When I think back to the typed pages, they were not much better. It was a start and gave me a way to get what was inside my head out (not that I was brave enough to let anyone see it.) I was 18 then, I‘m half past sixty now and thankfully word processing software now has the capacity to indicate when I have misspelt a word or when the syntax of the sentence is possibly not correct. I do have problems with homophones and the spellchecker will tell me the word is correctly spelled, but it won't tell me if it’s the right plane or plain.

 During that time, I have had several careers. I worked on farms as a tractor-man, I have worked in the building industry, labouring for bricklayers, plasterers and joiners. I moved on to driving backhoe diggers and small tracked shovels. I spent about fifteen years working for a plant hire company inside the Ravenscraig Steel Plant in Motherwell, Central Scotland. When the plant closed in the early nineties I moved over into engineering and began working with CAD/CAM systems. Since then, I have worked for both small and worldwide organisations.

 In the early years in agriculture and in the steelworks the nature of my work meant that I had a lot of free time to let my imagination build scenarios and fantasies that I later formed into working stories. Some I have developed and produced as novels and short stories which are available on the web.

 For the last four years, I have been working as an applications engineer (support.) For an international CAM organisation. I literally never know what the next support issue will be.
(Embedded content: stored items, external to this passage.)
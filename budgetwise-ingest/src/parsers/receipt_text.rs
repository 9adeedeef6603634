//! Receipt text parser
//!
//! Turns raw OCR output into a `ParsedReceipt`. Best-effort and total: any
//! input, including the empty string, yields a receipt; fields that cannot
//! be found are left empty.
//!
//! Expected shape of the text:
//!   WALMART
//!   05/15/2023
//!   Item One              $5.99
//!   Item Two             $12.50
//!   SUBTOTAL             $18.49
//!   TAX                   $1.11
//!   TOTAL                $19.60

use budgetwise_core::MerchantRules;
use regex::Regex;
use std::sync::OnceLock;

use crate::dates::find_date;
use crate::types::{ParsedReceipt, ReceiptItem, round_cents};

// Optional label, whitespace, then a two-decimal amount at the end of the line.
fn money_line_re() -> &'static Regex {
    static RE: OnceLock<Regex> = OnceLock::new();
    RE.get_or_init(|| {
        Regex::new(concat!(
            r"^\s*(?:(?P<label>.*?)\s+)?",
            r"\$?(?P<amount>\d{1,3}(?:,\d{3})+\.\d{2}|\d+\.\d{2})\s*$"
        ))
        .expect("money-line pattern compiles")
    })
}

// Label keywords match anywhere in the label: GRANDTOTAL is a total,
// SALESTAX is tax.
fn subtotal_re() -> &'static Regex {
    static RE: OnceLock<Regex> = OnceLock::new();
    RE.get_or_init(|| Regex::new(r"(?i)sub[\s-]?total").expect("subtotal pattern compiles"))
}

fn total_re() -> &'static Regex {
    static RE: OnceLock<Regex> = OnceLock::new();
    RE.get_or_init(|| Regex::new(r"(?i)total").expect("total pattern compiles"))
}

fn tax_re() -> &'static Regex {
    static RE: OnceLock<Regex> = OnceLock::new();
    RE.get_or_init(|| Regex::new(r"(?i)tax").expect("tax pattern compiles"))
}

#[derive(Debug, Clone, Copy, PartialEq, Eq)]
enum LineKind {
    Subtotal,
    Total,
    Tax,
    Item,
}

#[derive(Debug)]
struct MoneyLine<'a> {
    label: &'a str,
    amount: f64,
}

impl MoneyLine<'_> {
    fn kind(&self) -> LineKind {
        if subtotal_re().is_match(self.label) {
            LineKind::Subtotal
        } else if total_re().is_match(self.label) {
            LineKind::Total
        } else if tax_re().is_match(self.label) {
            LineKind::Tax
        } else {
            LineKind::Item
        }
    }
}

fn money_line(line: &str) -> Option<MoneyLine<'_>> {
    let caps = money_line_re().captures(line)?;
    let amount: f64 = caps["amount"].replace(',', "").parse().ok()?;
    // "Tea $ 3.00" leaves a dangling currency sign on the label
    let label = caps
        .name("label")
        .map(|m| m.as_str().trim_end_matches('$').trim())
        .unwrap_or("");
    Some(MoneyLine { label, amount })
}

/// Parser over a merchant keyword table.
#[derive(Debug, Clone, Default)]
pub struct ReceiptParser {
    rules: MerchantRules,
}

impl ReceiptParser {
    pub fn with_rules(rules: MerchantRules) -> Self {
        Self { rules }
    }

    pub fn parse(&self, text: &str) -> ParsedReceipt {
        let lines: Vec<&str> = text.split(['\n', '\r']).collect();

        let merchant = lines
            .iter()
            .map(|l| l.trim())
            .find(|l| !l.is_empty())
            .map(str::to_string);

        let date = lines.iter().find_map(|l| find_date(l));

        let mut amount = None;
        let mut subtotal = None;
        let mut tax: Option<f64> = None;
        let mut items = Vec::new();
        let mut money_lines = 0usize;

        for ml in lines.iter().filter_map(|l| money_line(l)) {
            money_lines += 1;
            match ml.kind() {
                LineKind::Total => amount = Some(ml.amount),
                LineKind::Subtotal => subtotal = Some(ml.amount),
                LineKind::Tax => tax = Some(round_cents(tax.unwrap_or(0.0) + ml.amount)),
                LineKind::Item => {
                    // A bare amount or OCR debris is not an item
                    if ml.label.chars().any(char::is_alphanumeric) {
                        items.push(ReceiptItem {
                            name: ml.label.to_string(),
                            price: ml.amount,
                        });
                    }
                }
            }
        }

        let category = self.rules.categorize(merchant.as_deref().unwrap_or(""));

        tracing::debug!(
            lines = lines.len(),
            money_lines,
            items = items.len(),
            found_total = amount.is_some(),
            found_date = date.is_some(),
            "parsed receipt text"
        );

        ParsedReceipt {
            merchant,
            date,
            amount,
            items,
            category,
            subtotal,
            tax,
        }
    }
}

/// Parse receipt text with the built-in merchant table.
pub fn parse_receipt_text(text: &str) -> ParsedReceipt {
    ReceiptParser::default().parse(text)
}

#[cfg(test)]
mod tests {
    use super::*;
    use budgetwise_core::Category;

    const WALMART: &str = r#"WALMART
123 Main St
Anytown, ST 12345
(555) 123-4567

Item 1                 $5.99
Item 2                $12.50

SUBTOTAL              $18.49
TAX                    $1.11
TOTAL                 $19.60"#;

    fn item(name: &str, price: f64) -> ReceiptItem {
        ReceiptItem { name: name.to_string(), price }
    }

    #[test]
    fn test_merchant_is_first_non_blank_line() {
        let r = parse_receipt_text(WALMART);
        assert_eq!(r.merchant.as_deref(), Some("WALMART"));

        let r = parse_receipt_text("\n\n   \n  Corner Store  \nTOTAL 1.00");
        assert_eq!(r.merchant.as_deref(), Some("Corner Store"));
    }

    #[test]
    fn test_total_beats_subtotal() {
        let r = parse_receipt_text(WALMART);
        assert_eq!(r.amount, Some(19.60));
        assert_eq!(r.subtotal, Some(18.49));
        assert_eq!(r.tax, Some(1.11));
    }

    #[test]
    fn test_items_in_order_without_summary_lines() {
        let text = r#"STORE

Item One              $5.99
Item Two             $12.50

TOTAL                $18.49"#;
        let r = parse_receipt_text(text);
        assert_eq!(r.items, vec![item("Item One", 5.99), item("Item Two", 12.50)]);
        assert_eq!(r.amount, Some(18.49));
    }

    #[test]
    fn test_summary_lines_never_items() {
        let r = parse_receipt_text(WALMART);
        assert_eq!(r.items, vec![item("Item 1", 5.99), item("Item 2", 12.50)]);
        assert!(r.items.iter().all(|i| !i.name.to_uppercase().contains("TOTAL")));
        assert!(r.items.iter().all(|i| !i.name.to_uppercase().contains("TAX")));
    }

    #[test]
    fn test_date_normalized() {
        let text = "STORE\n05/15/2023\n\nItem                 $5.99\n\nTOTAL                $5.99";
        let r = parse_receipt_text(text);
        assert_eq!(r.date_string().as_deref(), Some("2023-05-15"));
    }

    #[test]
    fn test_no_date_is_absent() {
        let r = parse_receipt_text("Some receipt without date");
        assert_eq!(r.date, None);
    }

    #[test]
    fn test_whole_foods_category() {
        let r = parse_receipt_text("WHOLE FOODS\n\nItem                 $5.99\n\nTOTAL                $5.99");
        assert_eq!(r.category, Category::Groceries);
        assert_eq!(r.category.label(), "Groceries");
    }

    #[test]
    fn test_empty_input() {
        for text in ["", "   ", "\n\n\r\n"] {
            let r = parse_receipt_text(text);
            assert_eq!(r.merchant, None);
            assert_eq!(r.date, None);
            assert_eq!(r.amount, None);
            assert!(r.items.is_empty());
            assert_eq!(r.category, Category::Uncategorized);
            assert_eq!(r.merchant_or_default(), "Unknown Merchant");
        }
    }

    #[test]
    fn test_missing_total_stays_absent() {
        let text = r#"STORE

Item One              $5.99
Item Two             $12.50

SUBTOTAL             $18.49"#;
        let r = parse_receipt_text(text);
        assert_eq!(r.amount, None);
        assert_eq!(r.subtotal, Some(18.49));
        assert_eq!(r.amount_or_items_total(), Some(18.49));
    }

    #[test]
    fn test_last_total_wins() {
        let text = "SHOP\nWidget 3.00\nTOTAL 3.00\nTOTAL DUE 3.25";
        let r = parse_receipt_text(text);
        assert_eq!(r.amount, Some(3.25));
        assert_eq!(r.items, vec![item("Widget", 3.00)]);
    }

    #[test]
    fn test_sub_total_spellings() {
        for label in ["SUB TOTAL", "Sub-Total", "subtotal:"] {
            let text = format!("SHOP\nWidget 3.00\n{} 3.00", label);
            let r = parse_receipt_text(&text);
            assert_eq!(r.amount, None, "{} should not be a total", label);
            assert_eq!(r.subtotal, Some(3.00));
        }
    }

    #[test]
    fn test_labels_match_as_substrings() {
        let r = parse_receipt_text("SHOP\nWidget 10.00\nSALESTAX 0.60\nGRANDTOTAL 10.60");
        assert_eq!(r.amount, Some(10.60));
        assert_eq!(r.tax, Some(0.60));
        assert_eq!(r.items, vec![item("Widget", 10.00)]);

        let r = parse_receipt_text("CITY CAB\nTAXI FARE 12.00\nTOTAL 12.00");
        assert!(r.items.is_empty());
        assert_eq!(r.amount, Some(12.00));
    }

    #[test]
    fn test_noisy_lines_excluded() {
        let text = r#"SHOP
Item5.99
Coffee 4.5
Tea $ 3.00
Muffin 2.99 x
Bagel    $1.25
$9.99
-- 4.00
TOTAL $1,234.56"#;
        let r = parse_receipt_text(text);
        assert_eq!(r.items, vec![item("Tea", 3.00), item("Bagel", 1.25)]);
        assert_eq!(r.amount, Some(1234.56));
    }

    #[test]
    fn test_crlf_and_colon_labels() {
        let text = "Corner Cafe\r\nDate: 12/04/2025\r\nLatte            4.75\r\nTotal:           4.75\r\n";
        let r = parse_receipt_text(text);
        assert_eq!(r.merchant.as_deref(), Some("Corner Cafe"));
        assert_eq!(r.date_string().as_deref(), Some("2025-12-04"));
        assert_eq!(r.items, vec![item("Latte", 4.75)]);
        assert_eq!(r.amount, Some(4.75));
        assert_eq!(r.category, Category::FoodAndDining);
    }

    #[test]
    fn test_full_pos_receipt() {
        let text = r#"WALMART
123 Main Street
Anytown, ST 12345
(555) 123-4567

Cashier: John D.     Register: 5
Date: 12/04/2025     Time: 14:30

Items:
Bananas             1.99
Apple Juice         3.49
Bread               2.29
Milk                3.99

Subtotal:           11.76
Tax:                0.94
Total:              12.70

Payment Method: Credit Card
Approval Code: 123456"#;
        let r = parse_receipt_text(text);
        assert_eq!(r.merchant.as_deref(), Some("WALMART"));
        assert_eq!(r.date_string().as_deref(), Some("2025-12-04"));
        assert_eq!(r.amount, Some(12.70));
        assert_eq!(r.subtotal, Some(11.76));
        assert_eq!(r.tax, Some(0.94));
        assert_eq!(
            r.items,
            vec![
                item("Bananas", 1.99),
                item("Apple Juice", 3.49),
                item("Bread", 2.29),
                item("Milk", 3.99),
            ]
        );
        assert_eq!(r.category, Category::Groceries);
    }

    #[test]
    fn test_multiple_tax_lines_sum() {
        let text = "SHOP\nWidget 10.00\nSTATE TAX 0.60\nCITY TAX 0.25\nTOTAL 10.85";
        let r = parse_receipt_text(text);
        assert_eq!(r.tax, Some(0.85));
        assert_eq!(r.items.len(), 1);
    }

    #[test]
    fn test_custom_rules() {
        let mut rules = MerchantRules::default();
        rules.prepend("corner store", Category::Shopping);
        let parser = ReceiptParser::with_rules(rules);
        let r = parser.parse("Corner Store\nTOTAL 1.00");
        assert_eq!(r.category, Category::Shopping);
    }

    #[test]
    fn test_parse_is_deterministic() {
        let a = parse_receipt_text(WALMART);
        let b = parse_receipt_text(WALMART);
        assert_eq!(a, b);
    }
}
So now I use this to wind down in the evenings and as a chill-out at weekends.

 As a child, I read many books, some of my favourites were Six Cousins at Mistletoe Farm,  Six Cousins Again, and the Famous Five novels by Enid Blyton, Moa Valley by Ann Deroo. Later I developed a love of science fiction, Asimov, Heinlein, Eric Von Danskin, EE Doc Smith, Anne McCaffrey, Arthur C. Clarke and many more classic writers. 

So is this science fiction? Well, it's set in a possible future, and it deals with technologies that are either under development or theoretically possible. But the true story is about the personalities and how their relationship develops as their time together progresses. How they face the challenges that fate has placed before them. There are elements of terror brought about by a deep-seated phobia. But enough of the spoilers.